Di cosa sto parlando? Di un’opera d’arte relazionale condivisa, una grande opera nata e creata a Brescia. È in corsetto sant’Agata che ha materialmente preso forma nella sua parte estetica, io l’ho visto, ero lì tutti i giorni tutto il giorno, alla fine eravamo sedute suoi tavoli, per terra, quel luogo scoppiava di persone e di energia. Sono arrivati contributi da ogni dove, è vero, ma sono arrivati dalle scuole di Brescia, dalle associazioni di Brescia, dalle case di riposo di Brescia, dalle biblioteche di Brescia, dal carcere di Brescia, dai quartieri di Brescia, dalle valli di Brescia. Ed è stata Brescia che quella notte in piazza Vittoria è venuta ad aiutarci a disegnare quel tratto di Dna, come quello disegnato mesi prima sulla tavola planetaria davanti al MO.CA., il Dna che lega tutto il vivente per ricordare a donne e uomini che siamo figlie/i della stessa vita con lo stesso valore. Un invito a celebrare, quel 25 novembre, la forza delle nostre azioni contro la violenza, la bellezza possibile del nostro fare, noi tutte coautrici del cambiamento, cominciando da noi.

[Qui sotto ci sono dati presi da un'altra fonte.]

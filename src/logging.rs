// ==========================================
// 日志系统初始化
// ==========================================
// 使用 tracing 和 tracing-subscriber
// 支持环境变量配置日志级别与 JSON 输出
// ==========================================

use tracing_subscriber::{fmt, EnvFilter};

/// JSON 输出开关（值为 1/true 时启用）
pub const LOG_JSON_ENV: &str = "PACKING_DISPATCH_LOG_JSON";

/// 初始化日志系统
///
/// # 环境变量
/// - RUST_LOG: 日志级别过滤器（默认: info）
///   例如: RUST_LOG=debug 或 RUST_LOG=packing_dispatch=trace
/// - PACKING_DISPATCH_LOG_JSON: 输出 JSON 行日志（便于采集）
///
/// # 示例
/// ```no_run
/// use packing_dispatch::logging;
/// logging::init();
/// ```
pub fn init() {
    // 从环境变量读取日志级别，默认为 info
    let filter = EnvFilter::try_from_default_env()
        .unwrap_or_else(|_| EnvFilter::new("info,tower_http=info"));

    if json_enabled() {
        fmt()
            .json()
            .with_env_filter(filter)
            .with_target(true)
            .with_current_span(true)
            .init();
        return;
    }

    fmt()
        .with_env_filter(filter)
        .with_target(true)
        .with_thread_ids(false)
        .with_line_number(true)
        .init();
}

/// 初始化测试环境的日志系统
///
/// 使用更详细的日志级别，便于调试
pub fn init_test() {
    let _ = fmt()
        .with_env_filter(EnvFilter::new("debug"))
        .with_test_writer()
        .try_init();
}

fn json_enabled() -> bool {
    std::env::var(LOG_JSON_ENV)
        .map(|v| matches!(v.trim().to_lowercase().as_str(), "1" | "true" | "yes"))
        .unwrap_or(false)
}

Delle donne che hanno avviato quell’opera, io sono l’artista, il mio contributo è stato, concettualmente, trasformare il desiderio di una di noi del fare una grande coperta, in un’opera d’arte relazionale contro la violenza sulle donne. Questa è la mia vita, questo faccio. Eravamo tutte d’accordo, abbiamo avuto molte discussioni all’interno naturalmente, mi sono tutte care, mi hanno spinto a cercare e trovare parole per portare fuori e condividere sempre più chiaramente. Credo che ogni incontro come ogni scontro siano un’occasione.

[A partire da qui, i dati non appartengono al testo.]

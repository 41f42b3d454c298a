// ==========================================
// 待打包订单发运系统 - 引擎层
// ==========================================
// 职责: 纯内存业务规则（无 IO）
// ==========================================

pub mod aggregator;

pub use aggregator::{group_by_reference, ItemCapacity};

E siamo arrivate al 25 novembre raccogliendo tanta gioia, quella gioia pura che ti nasce dentro quando ti senti parte di qualcosa di bello, di buono e di utile.  Quell’opera è stata buona non solo per i 77mila euro raccolti per le donne vittime di violenza, perché potessero avviare reali processi di autosufficienza, ma perché ha fatto emergere il meglio da ognuna/o di noi.
È stata un’esperienza immensa, ho ricevuto il più grande numero di abbracci e sorrisi della mia vita. Ho passato mesi fuori casa, sostenuta dalla mia famiglia che semplicemente mi ama. Siamo state brave, abbiamo dato tanto e ricevuto di più.

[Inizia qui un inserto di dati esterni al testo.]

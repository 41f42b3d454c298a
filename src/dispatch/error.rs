// ==========================================
// 待打包订单发运系统 - 发运层错误类型
// ==========================================
// PayloadError: 本地组包失败 → 分组 REJECTED，不发起远程调用
// CarrierError: 远程调用失败 → 按 is_retryable 决定是否重试
// DispatchError: 整批发运无法进行（配置/台账）
// ==========================================

use crate::config::ConfigError;
use crate::importer::FieldValueError;
use crate::repository::RepositoryError;
use thiserror::Error;

/// 组包错误
#[derive(Error, Debug, Clone, PartialEq, Eq)]
pub enum PayloadError {
    #[error(transparent)]
    InvalidField(#[from] FieldValueError),

    #[error("too many items: {items} > {max}")]
    TooManyItems { items: usize, max: usize },
}

/// 承运商调用错误
#[derive(Error, Debug, Clone, PartialEq, Eq)]
pub enum CarrierError {
    #[error("carrier transport error: {0}")]
    Transport(String),

    #[error("carrier timeout after {0} ms")]
    Timeout(u64),

    #[error("carrier HTTP {status}: {body}")]
    HttpStatus { status: u16, body: String },

    #[error("carrier fault {code}: {message}")]
    Fault { code: String, message: String },

    #[error("carrier envelope error: {0}")]
    Envelope(String),
}

impl CarrierError {
    /// 仅传输层错误、超时、5xx 与 429 可重试
    pub fn is_retryable(&self) -> bool {
        match self {
            CarrierError::Transport(_) | CarrierError::Timeout(_) => true,
            CarrierError::HttpStatus { status, .. } => *status >= 500 || *status == 429,
            CarrierError::Fault { .. } | CarrierError::Envelope(_) => false,
        }
    }
}

impl From<tera::Error> for CarrierError {
    fn from(err: tera::Error) -> Self {
        CarrierError::Envelope(err.to_string())
    }
}

/// 整批发运错误
#[derive(Error, Debug)]
pub enum DispatchError {
    #[error("配置读取失败: {0}")]
    Config(#[from] ConfigError),

    #[error("发运台账访问失败: {0}")]
    Ledger(#[from] RepositoryError),

    #[error("承运商客户端初始化失败: {0}")]
    ClientInit(String),
}

pub type DispatchResult<T> = Result<T, DispatchError>;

Ora mi dicono che si farà una Vivavittoria a Bergamo, so che è già stata fatta in altre città e non posso che esserne orgogliosa. Sostanzialmente con la stessa forma e lo stesso intento, e tutte/i sappiamo quanto ancora dobbiamo fare, bene che continui.
Hanno tolto “d’arte”, intuisco il perché ma non capisco il senso. Hanno cambiato completamente il sito, il cambiamento è cosa buona, ma hanno chiamato Brescia “progetto pilota” eppure eravamo rimaste che fosse un’opera d’arte, non un campione. Ma ancor più hanno tolto i cognomi sì, hanno lasciato il nome, ma senza il cognome. Ne è rimasto solo uno, gli altri spariti.
Come sappiamo, la storia è una versione dei fatti di chi la scrive e io qui trovo finalmente il coraggio di smentire una versione mancante. È chiedere troppo che l’opera sia chiamata con il suo nome? È chiedere troppo che il nome dell’artista sia sull‘opera?
Se Vivavittoria si fa, che Vivavittoria sia, nella sua interezza, con i suoi testi, con nomi e cognomi, come chiesi allora, in ordine alfabetico per rispetto del valore di ognuna. Contro la violenza, ogni forma di violenza.